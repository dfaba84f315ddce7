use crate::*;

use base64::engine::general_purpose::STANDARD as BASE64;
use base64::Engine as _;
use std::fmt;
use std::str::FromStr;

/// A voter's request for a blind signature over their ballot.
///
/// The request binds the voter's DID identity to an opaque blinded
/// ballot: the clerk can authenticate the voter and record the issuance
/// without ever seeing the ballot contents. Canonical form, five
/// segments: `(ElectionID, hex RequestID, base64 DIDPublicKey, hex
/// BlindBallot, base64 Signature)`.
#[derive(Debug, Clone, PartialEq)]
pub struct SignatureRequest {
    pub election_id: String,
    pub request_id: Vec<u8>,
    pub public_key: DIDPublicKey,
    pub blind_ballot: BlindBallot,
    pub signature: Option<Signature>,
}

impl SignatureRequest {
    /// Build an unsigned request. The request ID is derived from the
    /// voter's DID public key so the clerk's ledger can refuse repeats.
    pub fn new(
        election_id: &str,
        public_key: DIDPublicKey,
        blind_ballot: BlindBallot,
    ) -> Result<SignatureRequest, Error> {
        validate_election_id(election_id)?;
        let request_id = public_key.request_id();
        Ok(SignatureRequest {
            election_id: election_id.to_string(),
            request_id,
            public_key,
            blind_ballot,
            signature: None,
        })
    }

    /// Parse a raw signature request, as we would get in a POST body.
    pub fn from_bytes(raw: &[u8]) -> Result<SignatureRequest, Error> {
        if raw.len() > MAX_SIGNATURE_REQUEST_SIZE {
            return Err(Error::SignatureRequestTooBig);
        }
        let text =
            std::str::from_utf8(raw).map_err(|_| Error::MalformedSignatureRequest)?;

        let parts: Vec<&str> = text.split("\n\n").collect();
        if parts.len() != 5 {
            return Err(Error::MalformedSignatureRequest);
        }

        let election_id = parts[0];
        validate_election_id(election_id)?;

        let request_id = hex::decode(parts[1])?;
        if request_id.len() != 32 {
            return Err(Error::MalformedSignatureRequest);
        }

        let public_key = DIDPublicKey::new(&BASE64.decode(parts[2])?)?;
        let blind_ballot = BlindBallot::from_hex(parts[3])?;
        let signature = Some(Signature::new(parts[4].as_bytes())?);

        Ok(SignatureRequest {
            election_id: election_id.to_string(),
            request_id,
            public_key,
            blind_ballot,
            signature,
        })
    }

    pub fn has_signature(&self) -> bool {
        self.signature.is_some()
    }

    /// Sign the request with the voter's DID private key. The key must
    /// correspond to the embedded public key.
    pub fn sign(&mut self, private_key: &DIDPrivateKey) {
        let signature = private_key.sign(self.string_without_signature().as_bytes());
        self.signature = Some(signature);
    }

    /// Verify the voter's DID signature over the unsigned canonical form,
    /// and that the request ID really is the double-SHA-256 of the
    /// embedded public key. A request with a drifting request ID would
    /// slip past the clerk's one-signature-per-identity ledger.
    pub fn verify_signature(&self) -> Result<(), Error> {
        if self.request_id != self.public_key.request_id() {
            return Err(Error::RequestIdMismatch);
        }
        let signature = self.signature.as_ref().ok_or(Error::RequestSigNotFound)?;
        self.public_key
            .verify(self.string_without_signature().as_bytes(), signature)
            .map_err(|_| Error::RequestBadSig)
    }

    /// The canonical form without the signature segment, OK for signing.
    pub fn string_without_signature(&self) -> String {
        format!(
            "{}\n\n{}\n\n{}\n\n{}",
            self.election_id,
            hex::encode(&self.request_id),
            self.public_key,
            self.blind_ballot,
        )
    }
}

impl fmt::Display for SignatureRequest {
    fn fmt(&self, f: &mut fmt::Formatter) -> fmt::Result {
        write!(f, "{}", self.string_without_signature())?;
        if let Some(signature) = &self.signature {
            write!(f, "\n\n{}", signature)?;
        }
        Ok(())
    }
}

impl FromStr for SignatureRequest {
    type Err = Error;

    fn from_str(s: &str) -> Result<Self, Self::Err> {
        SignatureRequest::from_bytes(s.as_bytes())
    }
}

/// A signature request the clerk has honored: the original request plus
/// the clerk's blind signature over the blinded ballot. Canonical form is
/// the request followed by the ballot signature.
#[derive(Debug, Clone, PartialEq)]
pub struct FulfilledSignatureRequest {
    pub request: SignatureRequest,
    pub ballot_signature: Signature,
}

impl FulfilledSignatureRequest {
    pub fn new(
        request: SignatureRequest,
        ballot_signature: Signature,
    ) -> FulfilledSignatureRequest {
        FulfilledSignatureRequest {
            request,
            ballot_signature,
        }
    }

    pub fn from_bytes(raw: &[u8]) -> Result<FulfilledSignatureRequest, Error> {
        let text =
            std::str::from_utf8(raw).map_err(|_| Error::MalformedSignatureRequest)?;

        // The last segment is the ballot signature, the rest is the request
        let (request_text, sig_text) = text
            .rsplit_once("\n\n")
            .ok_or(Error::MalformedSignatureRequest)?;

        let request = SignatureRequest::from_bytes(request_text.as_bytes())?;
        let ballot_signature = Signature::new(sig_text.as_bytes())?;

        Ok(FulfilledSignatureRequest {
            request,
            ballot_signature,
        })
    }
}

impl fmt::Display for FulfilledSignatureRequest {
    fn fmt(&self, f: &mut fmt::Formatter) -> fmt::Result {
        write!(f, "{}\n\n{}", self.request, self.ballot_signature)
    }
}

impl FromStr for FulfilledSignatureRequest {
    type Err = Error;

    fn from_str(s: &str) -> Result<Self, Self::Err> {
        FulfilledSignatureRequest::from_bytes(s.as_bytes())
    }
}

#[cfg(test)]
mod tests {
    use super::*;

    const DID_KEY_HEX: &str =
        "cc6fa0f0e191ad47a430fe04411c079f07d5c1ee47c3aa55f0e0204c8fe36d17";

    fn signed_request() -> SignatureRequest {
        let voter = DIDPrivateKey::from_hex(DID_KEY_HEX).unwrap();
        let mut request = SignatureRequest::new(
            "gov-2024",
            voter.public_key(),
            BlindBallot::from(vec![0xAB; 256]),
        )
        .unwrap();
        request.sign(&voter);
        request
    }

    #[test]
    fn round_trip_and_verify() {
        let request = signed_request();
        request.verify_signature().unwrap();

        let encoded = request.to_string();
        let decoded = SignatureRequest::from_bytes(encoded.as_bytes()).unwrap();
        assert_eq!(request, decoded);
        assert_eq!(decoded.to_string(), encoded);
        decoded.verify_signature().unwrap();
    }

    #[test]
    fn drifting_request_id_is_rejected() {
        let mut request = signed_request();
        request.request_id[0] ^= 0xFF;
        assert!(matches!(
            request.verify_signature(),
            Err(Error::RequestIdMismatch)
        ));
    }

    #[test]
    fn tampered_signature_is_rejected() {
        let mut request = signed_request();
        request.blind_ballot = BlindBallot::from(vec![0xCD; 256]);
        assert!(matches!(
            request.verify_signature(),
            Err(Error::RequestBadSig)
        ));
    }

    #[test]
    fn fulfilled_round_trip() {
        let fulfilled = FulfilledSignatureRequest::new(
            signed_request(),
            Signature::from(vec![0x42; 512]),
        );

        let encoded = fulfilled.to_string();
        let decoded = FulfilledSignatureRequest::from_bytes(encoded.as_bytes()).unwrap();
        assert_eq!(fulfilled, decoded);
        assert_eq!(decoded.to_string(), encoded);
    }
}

——————————

## [What is expected]
What you return should match the entries above exactly.

## [Response to this task]
repository dfaba84f315ddce7
use crate::*;

use base64::engine::general_purpose::STANDARD as BASE64;
use base64::Engine as _;
use std::fmt;
use std::str::FromStr;

/// A voter's request for a blind signature over their ballot.
///
/// The request binds the voter's DID identity to an opaque blinded
/// ballot: the clerk can authenticate the voter and record the issuance
/// without ever seeing the ballot contents. Canonical form, five
/// segments: `(ElectionID, hex RequestID, base64 DIDPublicKey, hex
/// BlindBallot, base64 Signature)`.
#[derive(Debug, Clone, PartialEq)]
pub struct SignatureRequest {
    pub election_id: String,
    pub request_id: Vec<u8>,
    pub public_key: DIDPublicKey,
    pub blind_ballot: BlindBallot,
    pub signature: Option<Signature>,
}

impl SignatureRequest {
    /// Build an unsigned request. The request ID is derived from the
    /// voter's DID public key so the clerk's ledger can refuse repeats.
    pub fn new(
        election_id: &str,
        public_key: DIDPublicKey,
        blind_ballot: BlindBallot,
    ) -> Result<SignatureRequest, Error> {
        validate_election_id(election_id)?;
        let request_id = public_key.request_id();
        Ok(SignatureRequest {
            election_id: election_id.to_string(),
            request_id,
            public_key,
            blind_ballot,
            signature: None,
        })
    }

    /// Parse a raw signature request, as we would get in a POST body.
    pub fn from_bytes(raw: &[u8]) -> Result<SignatureRequest, Error> {
        if raw.len() > MAX_SIGNATURE_REQUEST_SIZE {
            return Err(Error::SignatureRequestTooBig);
        }
        let text =
            std::str::from_utf8(raw).map_err(|_| Error::MalformedSignatureRequest)?;

        let parts: Vec<&str> = text.split("\n\n").collect();
        if parts.len() != 5 {
            return Err(Error::MalformedSignatureRequest);
        }

        let election_id = parts[0];
        validate_election_id(election_id)?;

        let request_id = hex::decode(parts[1])?;
        if request_id.len() != 32 {
            return Err(Error::MalformedSignatureRequest);
        }

        let public_key = DIDPublicKey::new(&BASE64.decode(parts[2])?)?;
        let blind_ballot = BlindBallot::from_hex(parts[3])?;
        let signature = Some(Signature::new(parts[4].as_bytes())?);

        Ok(SignatureRequest {
            election_id: election_id.to_string(),
            request_id,
            public_key,
            blind_ballot,
            signature,
        })
    }

    pub fn has_signature(&self) -> bool {
        self.signature.is_some()
    }

    /// Sign the request with the voter's DID private key. The key must
    /// correspond to the embedded public key.
    pub fn sign(&mut self, private_key: &DIDPrivateKey) {
        let signature = private_key.sign(self.string_without_signature().as_bytes());
        self.signature = Some(signature);
    }

    /// Verify the voter's DID signature over the unsigned canonical form,
    /// and that the request ID really is the double-SHA-256 of the
    /// embedded public key. A request with a drifting request ID would
    /// slip past the clerk's one-signature-per-identity ledger.
    pub fn verify_signature(&self) -> Result<(), Error> {
        if self.request_id != self.public_key.request_id() {
            return Err(Error::RequestIdMismatch);
        }
        let signature = self.signature.as_ref().ok_or(Error::RequestSigNotFound)?;
        self.public_key
            .verify(self.string_without_signature().as_bytes(), signature)
            .map_err(|_| Error::RequestBadSig)
    }

    /// The canonical form without the signature segment, OK for signing.
    pub fn string_without_signature(&self) -> String {
        format!(
            "{}\n\n{}\n\n{}\n\n{}",
            self.election_id,
            hex::encode(&self.request_id),
            self.public_key,
            self.blind_ballot,
        )
    }
}

impl fmt::Display for SignatureRequest {
    fn fmt(&self, f: &mut fmt::Formatter) -> fmt::Result {
        write!(f, "{}", self.string_without_signature())?;
        if let Some(signature) = &self.signature {
            write!(f, "\n\n{}", signature)?;
        }
        Ok(())
    }
}

impl FromStr for SignatureRequest {
    type Err = Error;

    fn from_str(s: &str) -> Result<Self, Self::Err> {
        SignatureRequest::from_bytes(s.as_bytes())
    }
}

/// A signature request the clerk has honored: the original request plus
/// the clerk's blind signature over the blinded ballot. Canonical form is
/// the request followed by the ballot signature.
#[derive(Debug, Clone, PartialEq)]
pub struct FulfilledSignatureRequest {
    pub request: SignatureRequest,
    pub ballot_signature: Signature,
}

impl FulfilledSignatureRequest {
    pub fn new(
        request: SignatureRequest,
        ballot_signature: Signature,
    ) -> FulfilledSignatureRequest {
        FulfilledSignatureRequest {
            request,
            ballot_signature,
        }
    }

    pub fn from_bytes(raw: &[u8]) -> Result<FulfilledSignatureRequest, Error> {
        let text =
            std::str::from_utf8(raw).map_err(|_| Error::MalformedSignatureRequest)?;

        // The last segment is the ballot signature, the rest is the request
        let (request_text, sig_text) = text
            .rsplit_once("\n\n")
            .ok_or(Error::MalformedSignatureRequest)?;

        let request = SignatureRequest::from_bytes(request_text.as_bytes())?;
        let ballot_signature = Signature::new(sig_text.as_bytes())?;

        Ok(FulfilledSignatureRequest {
            request,
            ballot_signature,
        })
    }
}

impl fmt::Display for FulfilledSignatureRequest {
    fn fmt(&self, f: &mut fmt::Formatter) -> fmt::Result {
        write!(f, "{}\n\n{}", self.request, self.ballot_signature)
    }
}

impl FromStr for FulfilledSignatureRequest {
    type Err = Error;

    fn from_str(s: &str) -> Result<Self, Self::Err> {
        FulfilledSignatureRequest::from_bytes(s.as_bytes())
    }
}

#[cfg(test)]
mod tests {
    use super::*;

    const DID_KEY_HEX: &str =
        "cc6fa0f0e191ad47a430fe04411c079f07d5c1ee47c3aa55f0e0204c8fe36d17";

    fn signed_request() -> SignatureRequest {
        let voter = DIDPrivateKey::from_hex(DID_KEY_HEX).unwrap();
        let mut request = SignatureRequest::new(
            "gov-2024",
            voter.public_key(),
            BlindBallot::from(vec![0xAB; 256]),
        )
        .unwrap();
        request.sign(&voter);
        request
    }

    #[test]
    fn round_trip_and_verify() {
        let request = signed_request();
        request.verify_signature().unwrap();

        let encoded = request.to_string();
        let decoded = SignatureRequest::from_bytes(encoded.as_bytes()).unwrap();
        assert_eq!(request, decoded);
        assert_eq!(decoded.to_string(), encoded);
        decoded.verify_signature().unwrap();
    }

    #[test]
    fn drifting_request_id_is_rejected() {
        let mut request = signed_request();
        request.request_id[0] ^= 0xFF;
        assert!(matches!(
            request.verify_signature(),
            Err(Error::RequestIdMismatch)
        ));
    }

    #[test]
    fn tampered_signature_is_rejected() {
        let mut request = signed_request();
        request.blind_ballot = BlindBallot::from(vec![0xCD; 256]);
        assert!(matches!(
            request.verify_signature(),
            Err(Error::RequestBadSig)
        ));
    }

    #[test]
    fn fulfilled_round_trip() {
        let fulfilled = FulfilledSignatureRequest::new(
            signed_request(),
            Signature::from(vec![0x42; 512]),
        );

        let encoded = fulfilled.to_string();
        let decoded = FulfilledSignatureRequest::from_bytes(encoded.as_bytes()).unwrap();
        assert_eq!(fulfilled, decoded);
        assert_eq!(decoded.to_string(), encoded);
    }
}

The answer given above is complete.